Michèle viene violentata da uno sconosciuto con il passamontagna. La signora inizia ad indagare sull’identità dello stupratore, ma non sporge denuncia, continuando a fare i conti con la sua famiglia ed il suo passato ingombrante.
Paul Verhoeven torna dietro la macchina da presa dopo dieci anni da “Black Book” con “Elle”, dramma complesso e torbido che ha conquistato l’ultimo Festival di Cannes e che sta facendo incetta di nomination e premi, come miglior film straniero e miglior attrice in questa stagione di premi.
Uno stupro apre il film e, scena dopo scena, il pubblico conosce sempre di più Michèle, business woman che decide di non denunciare il proprio assalitore: perché sceglie di non farlo?
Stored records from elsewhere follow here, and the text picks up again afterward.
//! Job poller: fixed-interval polling of one operation within a hard
//! deadline.

use tokio::time::Instant;

use crate::config::PollBudget;
use crate::upstream::{extract_result_uri, Operation, OperationClient};

/// Lifecycle of one generation job. `Ready`, `Failed`, and `TimedOut` are
/// absorbing; a job never moves back to `Queued` or `Processing`.
///
/// `TimedOut` is deliberately distinct from `Failed`: the deadline expiring
/// says nothing about the upstream operation, which may still complete later.
#[derive(Debug, Clone, PartialEq, Eq)]
pub enum JobState {
    Queued,
    Processing,
    Ready { uri: String },
    Failed { message: String },
    TimedOut,
}

impl JobState {
    pub fn is_terminal(&self) -> bool {
        matches!(
            self,
            JobState::Ready { .. } | JobState::Failed { .. } | JobState::TimedOut
        )
    }
}

/// Drive a submitted operation to a terminal job state.
///
/// If the operation is already terminal on entry (the upstream occasionally
/// completes within the submission call), it is resolved immediately with no
/// sleep. Otherwise the loop sleeps exactly `budget.interval` between polls
/// and forces `TimedOut` once elapsed wall-clock time reaches
/// `budget.deadline`. Polls are strictly sequential; there is never more
/// than one request in flight for a job.
pub async fn drive_to_terminal(
    client: &OperationClient,
    operation: Operation,
    budget: PollBudget,
) -> JobState {
    let started = Instant::now();
    let name = operation.name.clone();
    let mut current = operation;

    loop {
        if current.is_terminal() {
            return resolve_terminal(&current);
        }

        if started.elapsed() >= budget.deadline {
            log::warn!(
                "operation {} exceeded deadline of {:?}, giving up",
                name,
                budget.deadline
            );
            return JobState::TimedOut;
        }

        tokio::time::sleep(budget.interval).await;

        match client.poll(&name).await {
            Ok(next) => current = next,
            Err(err) => {
                // A poll failure is not swallowed; "still processing" is the
                // normal path, a transport or API error is not.
                log::error!("polling operation {} failed: {}", name, err);
                return JobState::Failed {
                    message: format!("polling failed: {err}"),
                };
            }
        }
    }
}

/// Map a terminal operation to its job state. An explicit upstream error wins
/// over any result payload; a terminal operation without an extractable URI
/// is a failure, not a success.
pub(crate) fn resolve_terminal(operation: &Operation) -> JobState {
    if let Some(message) = operation.error_message() {
        log::warn!("operation {} failed upstream: {}", operation.name, message);
        return JobState::Failed { message };
    }

    let uri = operation.response.as_ref().and_then(extract_result_uri);
    match uri {
        Some(uri) => {
            log::info!("operation {} ready: {}", operation.name, uri);
            JobState::Ready { uri }
        }
        None => JobState::Failed {
            message: "no playable uri".to_string(),
        },
    }
}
Verhoeven non si preoccupa di dare risposte, ma racconta semplicemente i fatti in maniera esauriente: veniamo a conoscenza di una donna sola, realizzata nel lavoro, ma insoddisfatta nella vita, la quale vive con un ingombrante passato che continua a bussarle alla porta.
“Elle” parla soprattutto dei danni indelebili che i genitori possono fare sulla vita dei loro figli.
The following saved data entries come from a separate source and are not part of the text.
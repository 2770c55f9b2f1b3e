use crate::transport::{Transport, TransportConnection, TransportEvent, TransportFactory};
use async_trait::async_trait;
use pairgate_core::{ChatId, PairgateError, PairgateResult, SessionId};
use parking_lot::Mutex;
use std::path::{Path, PathBuf};
use std::sync::atomic::{AtomicBool, AtomicUsize, Ordering};
use std::sync::Arc;
use std::time::Duration;
use tokio::sync::mpsc;

/// In-memory transport whose events are pushed by the caller.
///
/// `connect()` replays a fixed script and returns, failing afterwards when a
/// connect error is configured; further events are injected with
/// [`ScriptedTransport::emit`]. Sends are recorded rather than
/// delivered. A `Ready` event creates the credential directory, the way a
/// real client persists its login.
pub struct ScriptedTransport {
    session_id: SessionId,
    data_path: PathBuf,
    event_tx: mpsc::Sender<TransportEvent>,
    on_connect: Vec<TransportEvent>,
    connect_error: Option<String>,
    connect_delay: Duration,
    send_delay: Duration,
    send_failure: Mutex<Option<String>>,
    sent: Mutex<Vec<(ChatId, String)>>,
    connect_calls: AtomicUsize,
    send_calls: AtomicUsize,
    disconnected: AtomicBool,
}

impl ScriptedTransport {
    /// Create a transport that replays `on_connect` when connected.
    pub fn new(
        session_id: SessionId,
        data_path: PathBuf,
        on_connect: Vec<TransportEvent>,
    ) -> (Self, mpsc::Receiver<TransportEvent>) {
        let (event_tx, event_rx) = mpsc::channel(32);
        let transport = Self {
            session_id,
            data_path,
            event_tx,
            on_connect,
            connect_error: None,
            connect_delay: Duration::ZERO,
            send_delay: Duration::ZERO,
            send_failure: Mutex::new(None),
            sent: Mutex::new(Vec::new()),
            connect_calls: AtomicUsize::new(0),
            send_calls: AtomicUsize::new(0),
            disconnected: AtomicBool::new(false),
        };
        (transport, event_rx)
    }

    /// Session this transport was built for.
    pub fn session_id(&self) -> &SessionId {
        &self.session_id
    }

    /// Push an event as if the network had produced it.
    pub async fn emit(&self, event: TransportEvent) -> PairgateResult<()> {
        if matches!(event, TransportEvent::Ready { .. }) {
            tokio::fs::create_dir_all(&self.data_path).await?;
        }
        self.event_tx
            .send(event)
            .await
            .map_err(|e| PairgateError::Transport(format!("Scripted event dropped: {e}")))
    }

    /// Make every following send fail with `message`.
    pub fn fail_sends_with(&self, message: impl Into<String>) {
        *self.send_failure.lock() = Some(message.into());
    }

    /// Messages accepted so far, in send order.
    pub fn sent(&self) -> Vec<(ChatId, String)> {
        self.sent.lock().clone()
    }

    /// Number of `connect()` calls.
    pub fn connect_count(&self) -> usize {
        self.connect_calls.load(Ordering::SeqCst)
    }

    /// Number of `send_message()` calls, including failed ones.
    pub fn send_count(&self) -> usize {
        self.send_calls.load(Ordering::SeqCst)
    }

    /// Whether `disconnect()` was called.
    pub fn is_disconnected(&self) -> bool {
        self.disconnected.load(Ordering::SeqCst)
    }
}

#[async_trait]
impl Transport for ScriptedTransport {
    fn name(&self) -> &str {
        "scripted"
    }

    async fn connect(&self) -> PairgateResult<()> {
        self.connect_calls.fetch_add(1, Ordering::SeqCst);
        if !self.connect_delay.is_zero() {
            tokio::time::sleep(self.connect_delay).await;
        }
        for event in &self.on_connect {
            self.emit(event.clone()).await?;
        }
        match self.connect_error {
            Some(ref message) => Err(PairgateError::Transport(message.clone())),
            None => Ok(()),
        }
    }

    async fn send_message(&self, chat_id: &ChatId, text: &str) -> PairgateResult<()> {
        self.send_calls.fetch_add(1, Ordering::SeqCst);
        if !self.send_delay.is_zero() {
            tokio::time::sleep(self.send_delay).await;
        }
        if let Some(message) = self.send_failure.lock().clone() {
            return Err(PairgateError::Transport(message));
        }
        self.sent.lock().push((chat_id.clone(), text.to_string()));
        Ok(())
    }

    async fn disconnect(&self) -> PairgateResult<()> {
        self.disconnected.store(true, Ordering::SeqCst);
        Ok(())
    }
}

/// Factory producing [`ScriptedTransport`]s and remembering each of them.
///
/// A session whose credential directory already exists connects straight
/// to `Ready`; otherwise the configured pairing codes are issued in order.
#[derive(Default)]
pub struct ScriptedFactory {
    pairing_codes: Vec<String>,
    script: Vec<TransportEvent>,
    account: Option<String>,
    connect_error: Option<String>,
    connect_delay: Duration,
    failing: Vec<String>,
    send_delay: Duration,
    created: Mutex<Vec<Arc<ScriptedTransport>>>,
}

impl ScriptedFactory {
    /// A factory whose fresh sessions wait for events from the test.
    pub fn new() -> Self {
        Self::default()
    }

    /// Issue these pairing codes on connect for sessions without credentials.
    pub fn with_pairing_codes<I, S>(mut self, codes: I) -> Self
    where
        I: IntoIterator<Item = S>,
        S: Into<String>,
    {
        self.pairing_codes = codes.into_iter().map(Into::into).collect();
        self
    }

    /// Replay `events` after the pairing codes for sessions without credentials.
    pub fn with_script(mut self, events: impl IntoIterator<Item = TransportEvent>) -> Self {
        self.script = events.into_iter().collect();
        self
    }

    /// Account reported when a session restores from credentials.
    pub fn with_account(mut self, account: impl Into<String>) -> Self {
        self.account = Some(account.into());
        self
    }

    /// Make every `connect()` fail with `message` once its script is replayed.
    pub fn with_connect_error(mut self, message: impl Into<String>) -> Self {
        self.connect_error = Some(message.into());
        self
    }

    /// Wait `delay` inside `connect()` before replaying anything.
    pub fn with_connect_delay(mut self, delay: Duration) -> Self {
        self.connect_delay = delay;
        self
    }

    /// Refuse to build a transport for this session id.
    pub fn failing_for(mut self, session_id: impl Into<String>) -> Self {
        self.failing.push(session_id.into());
        self
    }

    /// Delay every send by `delay`.
    pub fn with_send_delay(mut self, delay: Duration) -> Self {
        self.send_delay = delay;
        self
    }

    /// Most recently built transport for `session_id`.
    pub fn transport(&self, session_id: &str) -> Option<Arc<ScriptedTransport>> {
        self.created
            .lock()
            .iter()
            .rev()
            .find(|t| t.session_id.as_str() == session_id)
            .cloned()
    }

    /// Total number of transports built.
    pub fn created_count(&self) -> usize {
        self.created.lock().len()
    }
}

impl TransportFactory for ScriptedFactory {
    fn create(&self, session_id: &SessionId, data_path: &Path) -> PairgateResult<TransportConnection> {
        if self.failing.iter().any(|f| f == session_id.as_str()) {
            return Err(PairgateError::Transport(format!(
                "cannot open credentials for '{session_id}'"
            )));
        }

        let on_connect = if data_path.is_dir() {
            vec![TransportEvent::Ready {
                account: self.account.clone(),
            }]
        } else {
            self.pairing_codes
                .iter()
                .map(|code| TransportEvent::PairingCode { code: code.clone() })
                .chain(self.script.iter().cloned())
                .collect()
        };

        let (mut transport, events) =
            ScriptedTransport::new(session_id.clone(), data_path.to_path_buf(), on_connect);
        transport.connect_error = self.connect_error.clone();
        transport.connect_delay = self.connect_delay;
        transport.send_delay = self.send_delay;

        let transport = Arc::new(transport);
        self.created.lock().push(transport.clone());
        Ok(TransportConnection { transport, events })
    }
}

#[cfg(test)]
#[allow(clippy::unwrap_used, clippy::expect_used)]
mod tests {
    use super::*;

    #[tokio::test]
    async fn test_connect_replays_script_in_order() {
        let tmp = tempfile::tempdir().unwrap();
        let factory = ScriptedFactory::new().with_pairing_codes(["one", "two"]);
        let id = SessionId::parse("s1").unwrap();
        let mut conn = factory.create(&id, &tmp.path().join("s1")).unwrap();

        conn.transport.connect().await.unwrap();
        assert_eq!(
            conn.events.recv().await.unwrap(),
            TransportEvent::PairingCode { code: "one".into() }
        );
        assert_eq!(
            conn.events.recv().await.unwrap(),
            TransportEvent::PairingCode { code: "two".into() }
        );
    }

    #[tokio::test]
    async fn test_connect_error_follows_script() {
        let tmp = tempfile::tempdir().unwrap();
        let factory = ScriptedFactory::new()
            .with_pairing_codes(["ABC-123"])
            .with_script([TransportEvent::Disconnected {
                reason: "socket reset".into(),
            }])
            .with_connect_error("Bridge read error: socket reset");
        let id = SessionId::parse("s2").unwrap();
        let mut conn = factory.create(&id, &tmp.path().join("s2")).unwrap();

        let err = conn.transport.connect().await.unwrap_err();
        assert!(matches!(err, PairgateError::Transport(m) if m.contains("read error")));
        assert_eq!(
            conn.events.recv().await.unwrap(),
            TransportEvent::PairingCode { code: "ABC-123".into() }
        );
        assert_eq!(
            conn.events.recv().await.unwrap(),
            TransportEvent::Disconnected {
                reason: "socket reset".into()
            }
        );
    }

    #[tokio::test]
    async fn test_existing_credentials_connect_ready() {
        let tmp = tempfile::tempdir().unwrap();
        std::fs::create_dir(tmp.path().join("bob")).unwrap();
        let factory = ScriptedFactory::new()
            .with_pairing_codes(["never"])
            .with_account("39333");
        let id = SessionId::parse("bob").unwrap();
        let mut conn = factory.create(&id, &tmp.path().join("bob")).unwrap();

        conn.transport.connect().await.unwrap();
        assert_eq!(
            conn.events.recv().await.unwrap(),
            TransportEvent::Ready {
                account: Some("39333".into())
            }
        );
    }

    #[tokio::test]
    async fn test_ready_persists_credentials() {
        let tmp = tempfile::tempdir().unwrap();
        let path = tmp.path().join("carol");
        let factory = ScriptedFactory::new();
        let id = SessionId::parse("carol").unwrap();
        let _conn = factory.create(&id, &path).unwrap();

        let transport = factory.transport("carol").unwrap();
        transport
            .emit(TransportEvent::Ready { account: None })
            .await
            .unwrap();
        assert!(path.is_dir());
    }

    #[tokio::test]
    async fn test_send_recording_and_failure() {
        let tmp = tempfile::tempdir().unwrap();
        let factory = ScriptedFactory::new();
        let id = SessionId::parse("dave").unwrap();
        let conn = factory.create(&id, &tmp.path().join("dave")).unwrap();
        let chat = ChatId::normalize("+39 333 1234567").unwrap();

        conn.transport.send_message(&chat, "Ciao!").await.unwrap();
        let transport = factory.transport("dave").unwrap();
        transport.fail_sends_with("not logged in");
        let err = conn.transport.send_message(&chat, "again").await.unwrap_err();

        assert!(matches!(err, PairgateError::Transport(m) if m == "not logged in"));
        assert_eq!(transport.send_count(), 2);
        assert_eq!(transport.sent(), vec![(chat, "Ciao!".to_string())]);
    }

    #[test]
    fn test_failing_session() {
        let factory = ScriptedFactory::new().failing_for("broken");
        let id = SessionId::parse("broken").unwrap();
        assert!(factory.create(&id, Path::new("/nonexistent/broken")).is_err());
        assert_eq!(factory.created_count(), 0);
    }
}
Non ci viene presentato il classico personaggio facile da compatire, ma una donna imperfetta, malata e piena di difetti, ma soprattutto vera, con le sue perversioni.
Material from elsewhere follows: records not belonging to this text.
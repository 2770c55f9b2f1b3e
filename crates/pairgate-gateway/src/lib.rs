//! HTTP gateway for Pairgate.
//!
//! Exposes session creation, pairing-code polling and message sending over
//! axum. The [`SessionManager`](pairgate_session::SessionManager) is injected
//! into the router state; the gateway holds no sessions of its own.

/// Mapping from domain errors to HTTP responses.
pub mod error;
/// API-key authentication.
pub mod middleware;
/// Router and handlers.
pub mod server;

pub use error::ApiError;
pub use middleware::AuthConfig;
pub use server::GatewayServer;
La scena dello stupro, che compare all’improvviso più volte come un ricordo indelebile per la protagonista, ci arriva come un pugno allo stomaco e noi proviamo facilmente empatia con Michèle.
Tutti i temi trattati, come lo stalking, vengono approfonditi e non snocciolati in modo superficiale. L’erotismo e la perversione non sono messi per suscitare scandalo, ma sono giustificati e necessari.
La regia di Verhoeven non ha guizzi particolari, ma si mette rispettosamente al servizio di un ottimo cast capitanato da una sempre superba e meravigliosa Isabelle Huppert, la quale si merita tutti i premi che sta ricevendo. Difficile dire se questa sia la sua migliore performance, visto il suo livello di eccellenza in ogni suo lavoro! Molto convincente Laurent Lafitte nei panni del vicino di casa Patrick.
Bellissima sia la fotografia di Stéphane Fontaine che il montaggio di Job ter Burg.
Anche se sarebbe stato un capolavoro del cinema d’essai con un’altra regia, “Elle” è un bellissimo film che ti lascia immerso nei pensieri anche dopo la sua conclusione.
Un dramma essenziale nella realizzazione, ma raccontato in modo complesso e profondo che ti prende, ti scuote e non si dimentica.